Personal Health Records
What do you think of personal health records such as Google Health or HealthVault? Would you use them? What benefits and/or dangers do you see?
yes agreed with Chris. I think at starting people will think of such security issues until these companies built there reputation of providing secure services for health information.
being concerned about the insurance companies is an interesting concept---they currently have the right to request your info anyway and if you decline or are found to have mislead them--no matter how many years you have being paying them..they have the right to decline to pay out or even commence legal proceedings
good point!
What is slightly relevant but almost off the topic of personal health records here, is how to deal with the information, supposedly not contained by healthcare providers, e.g. family member's health info, and private lab test results.
I've already made the point beofre is that we do have a PHR being developed by medtech, and I belive My Practice has one as well. i note the recnt HINZ xmas newsletter with HINZ endorsing a PHR for all by 2014. If this is a MoH developed PMR then 2014 seems overly optimistic to me, but if we have the powers that be suppost our provate privders then we will be there in the next year.

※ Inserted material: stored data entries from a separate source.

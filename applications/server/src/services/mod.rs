/// Server services
pub mod accounts;
pub mod auth;

pub use auth::{AuthService, Claims, IssuedToken};
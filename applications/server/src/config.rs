/// Server configuration
use crate::error::{Result, ServerError};
use musicapp_core::pagination::MAX_PER_PAGE;
use serde::{Deserialize, Serialize};
use std::ops::RangeInclusive;
use std::path::{Path, PathBuf};

/// Costs accepted by `bcrypt::hash`
const BCRYPT_COST_RANGE: RangeInclusive<u32> = 4..=31;

#[derive(Debug, Clone, Deserialize, Serialize)]
pub struct ServerConfig {
    #[serde(default = "default_server")]
    pub server: ServerSettings,

    #[serde(default = "default_storage")]
    pub storage: StorageSettings,

    #[serde(default = "default_auth")]
    pub auth: AuthSettings,

    #[serde(default = "default_catalog")]
    pub catalog: CatalogSettings,
}

#[derive(Debug, Clone, Deserialize, Serialize)]
pub struct ServerSettings {
    #[serde(default = "default_host")]
    pub host: String,

    #[serde(default = "default_port")]
    pub port: u16,
}

#[derive(Debug, Clone, Deserialize, Serialize)]
pub struct StorageSettings {
    #[serde(default = "default_database_url")]
    pub database_url: String,
}

#[derive(Debug, Clone, Deserialize, Serialize)]
pub struct AuthSettings {
    #[serde(default)]
    pub jwt_secret: String,

    #[serde(default = "default_jwt_expiration_hours")]
    pub jwt_expiration_hours: u64,

    #[serde(default = "default_bcrypt_cost")]
    pub bcrypt_cost: u32,
}

#[derive(Debug, Clone, Deserialize, Serialize)]
pub struct CatalogSettings {
    /// Upper bound on `per_page` for paginated listings
    #[serde(default = "default_max_per_page")]
    pub max_per_page: i64,
}

impl ServerConfig {
    /// Load configuration from file and environment
    ///
    /// `path` must exist when given; otherwise `config.toml` in the working
    /// directory is used if present. `MUSICAPP_*` variables override both,
    /// with `__` between section and key (`MUSICAPP_AUTH__JWT_SECRET`).
    pub fn load(path: Option<&Path>) -> Result<Self> {
        let mut settings = config::Config::builder();

        match path {
            Some(path) => {
                settings = settings.add_source(config::File::from(path.to_path_buf()));
            }
            None => {
                let config_path = PathBuf::from("config.toml");
                if config_path.exists() {
                    settings = settings.add_source(config::File::from(config_path));
                }
            }
        }

        // Override with environment variables (prefixed with MUSICAPP_)
        settings = settings.add_source(
            config::Environment::with_prefix("MUSICAPP")
                .prefix_separator("_")
                .separator("__")
                .try_parsing(true),
        );

        let config = settings
            .build()
            .map_err(|e| ServerError::Config(e.to_string()))?;

        config
            .try_deserialize()
            .map_err(|e| ServerError::Config(e.to_string()))
    }

    /// Validate configuration
    pub fn validate(&self) -> Result<()> {
        if self.auth.jwt_secret.is_empty() {
            return Err(ServerError::Config(
                "JWT secret is required (set MUSICAPP_AUTH__JWT_SECRET)".to_string(),
            ));
        }

        if self.auth.jwt_expiration_hours == 0 {
            return Err(ServerError::Config(
                "auth.jwt_expiration_hours must be at least 1".to_string(),
            ));
        }

        if !BCRYPT_COST_RANGE.contains(&self.auth.bcrypt_cost) {
            return Err(ServerError::Config(format!(
                "auth.bcrypt_cost must be between {} and {}",
                BCRYPT_COST_RANGE.start(),
                BCRYPT_COST_RANGE.end()
            )));
        }

        if self.catalog.max_per_page < 1 {
            return Err(ServerError::Config(
                "catalog.max_per_page must be at least 1".to_string(),
            ));
        }

        Ok(())
    }
}

// Default values
fn default_server() -> ServerSettings {
    ServerSettings {
        host: default_host(),
        port: default_port(),
    }
}

fn default_host() -> String {
    "0.0.0.0".to_string()
}

fn default_port() -> u16 {
    8080
}

fn default_storage() -> StorageSettings {
    StorageSettings {
        database_url: default_database_url(),
    }
}

fn default_database_url() -> String {
    "sqlite://./data/musicapp.db".to_string()
}

fn default_auth() -> AuthSettings {
    AuthSettings {
        jwt_secret: String::new(),
        jwt_expiration_hours: default_jwt_expiration_hours(),
        bcrypt_cost: default_bcrypt_cost(),
    }
}

fn default_jwt_expiration_hours() -> u64 {
    24
}

fn default_bcrypt_cost() -> u32 {
    bcrypt::DEFAULT_COST
}

fn default_catalog() -> CatalogSettings {
    CatalogSettings {
        max_per_page: default_max_per_page(),
    }
}

fn default_max_per_page() -> i64 {
    MAX_PER_PAGE
}

impl Default for ServerConfig {
    fn default() -> Self {
        Self {
            server: default_server(),
            storage: default_storage(),
            auth: default_auth(),
            catalog: default_catalog(),
        }
    }
}

#[cfg(test)]
mod tests {
    use super::*;
    use std::io::Write;

    fn valid() -> ServerConfig {
        let mut config = ServerConfig::default();
        config.auth.jwt_secret = "secret".to_string();
        config
    }

    #[test]
    fn defaults_need_a_secret() {
        let config = ServerConfig::default();
        assert_eq!(config.server.port, 8080);
        assert_eq!(config.catalog.max_per_page, 100);
        assert!(config.validate().is_err());
        assert!(valid().validate().is_ok());
    }

    #[test]
    fn rejects_zero_expiry_and_bad_cost() {
        let mut config = valid();
        config.auth.jwt_expiration_hours = 0;
        assert!(config.validate().is_err());

        let mut config = valid();
        config.auth.bcrypt_cost = 1;
        assert!(config.validate().is_err());

        let mut config = valid();
        config.catalog.max_per_page = 0;
        assert!(config.validate().is_err());
    }

    #[test]
    fn loads_sections_from_file() {
        let dir = tempfile::tempdir().unwrap();
        let path = dir.path().join("musicapp.toml");
        let mut file = std::fs::File::create(&path).unwrap();
        writeln!(
            file,
            "[server]\nport = 9000\n\n[auth]\njwt_secret = \"from-file\"\nbcrypt_cost = 4\n\n[catalog]\nmax_per_page = 25"
        )
        .unwrap();

        let config = ServerConfig::load(Some(&path)).unwrap();

        assert_eq!(config.server.port, 9000);
        assert_eq!(config.server.host, "0.0.0.0");
        assert_eq!(config.auth.jwt_secret, "from-file");
        assert_eq!(config.auth.bcrypt_cost, 4);
        assert_eq!(config.catalog.max_per_page, 25);
        assert!(config.validate().is_ok());
    }

    #[test]
    fn missing_explicit_file_is_an_error() {
        let result = ServerConfig::load(Some(Path::new("/nonexistent/musicapp.toml")));
        assert!(matches!(result, Err(ServerError::Config(_))));
    }
}
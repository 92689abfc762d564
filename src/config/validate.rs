// src/config/validate.rs

use std::collections::{BTreeMap, HashSet};

use tracing::{debug, warn};

use crate::config::env::{BUILDKITE_BRANCH, BUILDKITE_COMMIT, BUILDKITE_MESSAGE, process_env, resolve_env};
use crate::config::model::{ConfigFile, RawConfigFile, RawStepConfig, RawWatchConfig};
use crate::errors::{MonodiffError, Result};
use crate::select::cascade::index_keys;
use crate::select::{RuleMatcher, WatchRule};
use crate::types::{Build, Step};

impl TryFrom<RawConfigFile> for ConfigFile {
    type Error = crate::errors::MonodiffError;

    fn try_from(raw: RawConfigFile) -> std::result::Result<Self, Self::Error> {
        ConfigFile::from_raw_with_env(raw, &process_env)
    }
}

impl ConfigFile {
    /// Validate `raw` and resolve its environment through `lookup`.
    ///
    /// `lookup` stands in for the process environment so tests stay hermetic.
    pub fn from_raw_with_env(raw: RawConfigFile, lookup: &dyn Fn(&str) -> Option<String>) -> Result<Self> {
        validate_global_config(&raw)?;

        let env = resolve_env(&raw.env, lookup);
        let watch: Vec<WatchRule> = raw
            .watch
            .into_iter()
            .map(|w| watch_rule_from_raw(w, &env, lookup))
            .collect();

        validate_rules(&watch)?;

        Ok(ConfigFile {
            diff: raw.diff,
            wait: raw.wait,
            interpolation: raw.interpolation,
            log_level: raw.log_level,
            hooks: raw.hooks,
            env,
            watch,
        })
    }
}

/// Check a rule set before selection runs.
///
/// Errors: duplicate non-empty keys and malformed patterns. Rules without
/// patterns and dangling `depends_on` entries are allowed but logged.
pub fn validate_rules(rules: &[WatchRule]) -> Result<()> {
    let owners = index_keys(rules)?;

    for (idx, rule) in rules.iter().enumerate() {
        let matcher = RuleMatcher::new(rule.patterns.as_slice())?;
        if matcher.is_empty() {
            warn!(rule = idx, key = ?rule.key(), "watch entry has no paths; it can only be triggered by a dependency");
        }

        let mut seen: HashSet<&str> = HashSet::new();
        for dep in rule.depends_on.iter() {
            if !seen.insert(dep.as_str()) {
                debug!(rule = idx, dependency = %dep, "dependency listed more than once");
            }
            if !owners.contains_key(dep.as_str()) {
                debug!(rule = idx, dependency = %dep, "depends_on references an unknown key");
            }
            if rule.key() == Some(dep.as_str()) {
                warn!(rule = idx, dependency = %dep, "watch entry depends on itself");
            }
        }
    }

    Ok(())
}

fn validate_global_config(cfg: &RawConfigFile) -> Result<()> {
    if cfg.diff.trim().is_empty() {
        return Err(MonodiffError::ConfigError(
            "`diff` must be a non-empty shell command".to_string(),
        ));
    }

    for (idx, hook) in cfg.hooks.iter().enumerate() {
        if hook.command.trim().is_empty() {
            return Err(MonodiffError::ConfigError(format!(
                "hooks[{idx}].command must not be empty"
            )));
        }
    }

    Ok(())
}

fn watch_rule_from_raw(
    raw: RawWatchConfig,
    plugin_env: &BTreeMap<String, String>,
    lookup: &dyn Fn(&str) -> Option<String>,
) -> WatchRule {
    WatchRule {
        patterns: raw.path.into_patterns(),
        key: raw.key,
        depends_on: raw.depends_on,
        step: step_from_raw(raw.config, plugin_env, lookup),
    }
}

/// Build the step template, filling trigger-step defaults.
///
/// For trigger steps, unset `build.message/branch/commit` fall back to the
/// current Buildkite build, and the top-level `env` is merged into
/// `build.env` without overriding step-level entries.
fn step_from_raw(
    raw: RawStepConfig,
    plugin_env: &BTreeMap<String, String>,
    lookup: &dyn Fn(&str) -> Option<String>,
) -> Step {
    let mut step = Step {
        trigger: raw.trigger,
        label: raw.label,
        build: Build {
            message: raw.build.message,
            branch: raw.build.branch,
            commit: raw.build.commit,
            env: resolve_env(&raw.build.env, lookup),
        },
        command: raw.command,
        agents: raw.agents,
        artifacts: raw.artifacts,
        env: resolve_env(&raw.env, lookup),
        r#async: raw.r#async,
        soft_fail: raw.soft_fail,
        key: raw.key,
        depends_on: None,
    };

    if step.is_trigger() {
        let build = &mut step.build;
        build.message = build.message.take().or_else(|| lookup(BUILDKITE_MESSAGE));
        build.branch = build.branch.take().or_else(|| lookup(BUILDKITE_BRANCH));
        build.commit = build.commit.take().or_else(|| lookup(BUILDKITE_COMMIT));
        for (k, v) in plugin_env {
            build.env.entry(k.clone()).or_insert_with(|| v.clone());
        }
    }

    step
}
// src/select/cascade.rs

//! Dependency cascade: which rules fire, and which of their declared
//! dependencies survive into the emitted step.

use std::collections::{HashMap, VecDeque};

use petgraph::Direction;
use petgraph::graphmap::DiGraphMap;
use tracing::{debug, trace};

use crate::errors::{MonodiffError, Result};
use crate::select::patterns::RuleMatcher;
use crate::select::rule::WatchRule;

/// Why a rule ended up in the selection.
#[derive(Debug, Clone, Copy, PartialEq, Eq)]
pub enum TriggerReason {
    /// One of the rule's own patterns matched a changed file.
    Direct,
    /// Only reachable through `depends_on` from a triggered rule.
    Cascade,
}

/// A triggered rule paired with its filtered dependency list.
#[derive(Debug, Clone, PartialEq)]
pub struct ResolvedRule<'a> {
    pub rule: &'a WatchRule,
    pub reason: TriggerReason,
    /// Declared dependencies restricted to triggered keys.
    ///
    /// `None` when nothing survives the filter.
    pub depends_on: Option<Vec<String>>,
}

/// Map each non-empty key to the index of the rule declaring it.
///
/// Two rules sharing a key make dependency resolution ambiguous, so that is
/// the one structural error we reject.
pub fn index_keys(rules: &[WatchRule]) -> Result<HashMap<&str, usize>> {
    let mut owners: HashMap<&str, usize> = HashMap::with_capacity(rules.len());
    for (idx, rule) in rules.iter().enumerate() {
        if let Some(key) = rule.key() {
            if let Some(&first) = owners.get(key) {
                return Err(MonodiffError::DuplicateKey {
                    key: key.to_string(),
                    first,
                    second: idx,
                });
            }
            owners.insert(key, idx);
        }
    }
    Ok(owners)
}

/// Forward propagation graph over rule indices.
///
/// Edge direction: dependency -> dependent. For a rule `D` with
/// `depends_on = ["K"]` we add `owner(K) -> D`, so reaching `K` activates `D`.
/// Rules are nodes by index, which keeps keyless dependents reachable.
/// References to unknown keys add nothing.
pub fn propagation_graph(rules: &[WatchRule], owners: &HashMap<&str, usize>) -> DiGraphMap<usize, ()> {
    let mut graph: DiGraphMap<usize, ()> = DiGraphMap::new();

    for idx in 0..rules.len() {
        graph.add_node(idx);
    }

    for (idx, rule) in rules.iter().enumerate() {
        for dep in rule.depends_on.iter() {
            match owners.get(dep.as_str()) {
                Some(&owner) => {
                    graph.add_edge(owner, idx, ());
                }
                None => trace!(rule = idx, dependency = %dep, "dangling dependency ignored"),
            }
        }
    }

    graph
}

/// Compute every triggered rule, in declared order.
pub fn resolve<'a, S: AsRef<str>>(changed_files: &[S], rules: &'a [WatchRule]) -> Result<Vec<ResolvedRule<'a>>> {
    let owners = index_keys(rules)?;

    let mut reasons: Vec<Option<TriggerReason>> = Vec::with_capacity(rules.len());
    for rule in rules {
        let matcher = RuleMatcher::new(rule.patterns.as_slice())?;
        reasons.push(
            matcher
                .any_match(changed_files)
                .then_some(TriggerReason::Direct),
        );
    }

    let graph = propagation_graph(rules, &owners);
    cascade(&graph, &mut reasons);

    let is_triggered_key = |key: &str| {
        owners
            .get(key)
            .is_some_and(|&owner| reasons[owner].is_some())
    };

    let resolved: Vec<ResolvedRule<'a>> = rules
        .iter()
        .zip(reasons.iter())
        .filter_map(|(rule, reason)| {
            let reason = (*reason)?;
            let deps: Vec<String> = rule
                .depends_on
                .iter()
                .filter(|dep| is_triggered_key(dep.as_str()))
                .cloned()
                .collect();
            Some(ResolvedRule {
                rule,
                reason,
                depends_on: if deps.is_empty() { None } else { Some(deps) },
            })
        })
        .collect();

    debug!(
        rules = rules.len(),
        direct = resolved.iter().filter(|r| r.reason == TriggerReason::Direct).count(),
        cascaded = resolved.iter().filter(|r| r.reason == TriggerReason::Cascade).count(),
        "resolved dependency cascade"
    );

    Ok(resolved)
}

/// Worklist walk from all directly triggered rules to a fixed point.
///
/// Each node is enqueued at most once, so cycles terminate and every member
/// of a cycle fires once any member does.
fn cascade(graph: &DiGraphMap<usize, ()>, reasons: &mut [Option<TriggerReason>]) {
    let mut queue: VecDeque<usize> = reasons
        .iter()
        .enumerate()
        .filter_map(|(idx, r)| r.map(|_| idx))
        .collect();

    while let Some(current) = queue.pop_front() {
        for next in graph.neighbors_directed(current, Direction::Outgoing) {
            if reasons[next].is_none() {
                reasons[next] = Some(TriggerReason::Cascade);
                queue.push_back(next);
            }
        }
    }
}
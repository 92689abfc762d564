// src/select/annotate.rs

use crate::select::rule::WatchRule;
use crate::types::Step;

/// Produce the emitted step for a triggered rule.
///
/// Works on a clone of the template. The rule's key wins when it is
/// non-empty; otherwise a key already set on the template is kept.
/// `depends_on` is replaced wholesale with the filtered list.
pub fn annotate_step(rule: &WatchRule, depends_on: Option<Vec<String>>) -> Step {
    let mut step = rule.step.clone();
    if let Some(key) = rule.key() {
        step.key = Some(key.to_string());
    }
    step.depends_on = depends_on;
    step
}
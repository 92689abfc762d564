// src/pipeline/emit.rs

//! Pipeline emitter: selected steps to a YAML pipeline document.

use std::path::Path;

use serde::Serialize;
use tracing::debug;

use crate::config::model::HookConfig;
use crate::errors::Result;
use crate::fs::FileSystem;
use crate::types::Step;

/// Literal marker for a Buildkite `wait` step.
pub const WAIT_MARKER: &str = "wait";

/// The uploaded document: `steps: [...]`.
#[derive(Debug, Clone, PartialEq, Serialize)]
pub struct Pipeline {
    pub steps: Vec<PipelineEntry>,
}

/// One entry in `steps`.
#[derive(Debug, Clone, PartialEq, Serialize)]
#[serde(untagged)]
pub enum PipelineEntry {
    Step(Step),
    /// Bare string entry, used for `- wait`.
    Marker(String),
    /// `- command: ...` hook entry.
    Command { command: String },
}

impl Pipeline {
    /// Selected steps, then `wait` if requested, then one command per hook.
    pub fn new(steps: Vec<Step>, wait: bool, hooks: &[HookConfig]) -> Self {
        let mut entries: Vec<PipelineEntry> = steps.into_iter().map(PipelineEntry::Step).collect();

        if wait {
            entries.push(PipelineEntry::Marker(WAIT_MARKER.to_string()));
        }

        entries.extend(hooks.iter().map(|hook| PipelineEntry::Command {
            command: hook.command.clone(),
        }));

        Self { steps: entries }
    }

    pub fn to_yaml(&self) -> Result<String> {
        Ok(serde_yaml::to_string(self)?)
    }
}

/// Render the pipeline and write it to `path`.
pub fn write_pipeline(fs: &dyn FileSystem, path: &Path, pipeline: &Pipeline) -> Result<String> {
    let document = pipeline.to_yaml()?;
    fs.write(path, document.as_bytes())?;
    debug!(path = %path.display(), entries = pipeline.steps.len(), "wrote pipeline document");
    Ok(document)
}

The HINZ newletter did make a lot of mention of 'personc centred healthcare'. I must say, when I see this term bandied about as if it's somehow something new it really raises my hackles! What d you non clincians think we actually practice? Primary care/general practicve has been practicving patrient centred care for a long time. What is mor patient centred than a prviate consverstaion in a mileu of trust with a relationship bulit up over multiple encounters over years? I apprecaite that there is great scope for more patient control, and I look forward to havine th day to day recalls and manegment of hyopertension and asthma, diabetes etcmanaged by protocls built into a web portal, but at the end of the day the majority of consultations are aboud advice for undiifferentiated symptoms, and for a long time 'wetware' is going top to a better job than software.
I agree that the term 'Person-centred healthcare' is a bit overloaded, and apologies that I'm one of those bantering it about. It may be that "healthcare in, and with greater consideration of, the person's own social context" is more the correct phrase. In this vein, I suppose the patient-centric elements that are beyond usual care would, for me, include: the patient being able to email a query about an item in their record and get a reply from an appropriately qualified professional, contributing to their record from their home-based devices, scheduling an appointment from home with a view of the appointment book, designating a relative to share access to their record, and joining an online circle of friends to share specific health information (e.g., bodyweight) and maybe organise physical activities. Also in this would be using the record to get targeted online medical education.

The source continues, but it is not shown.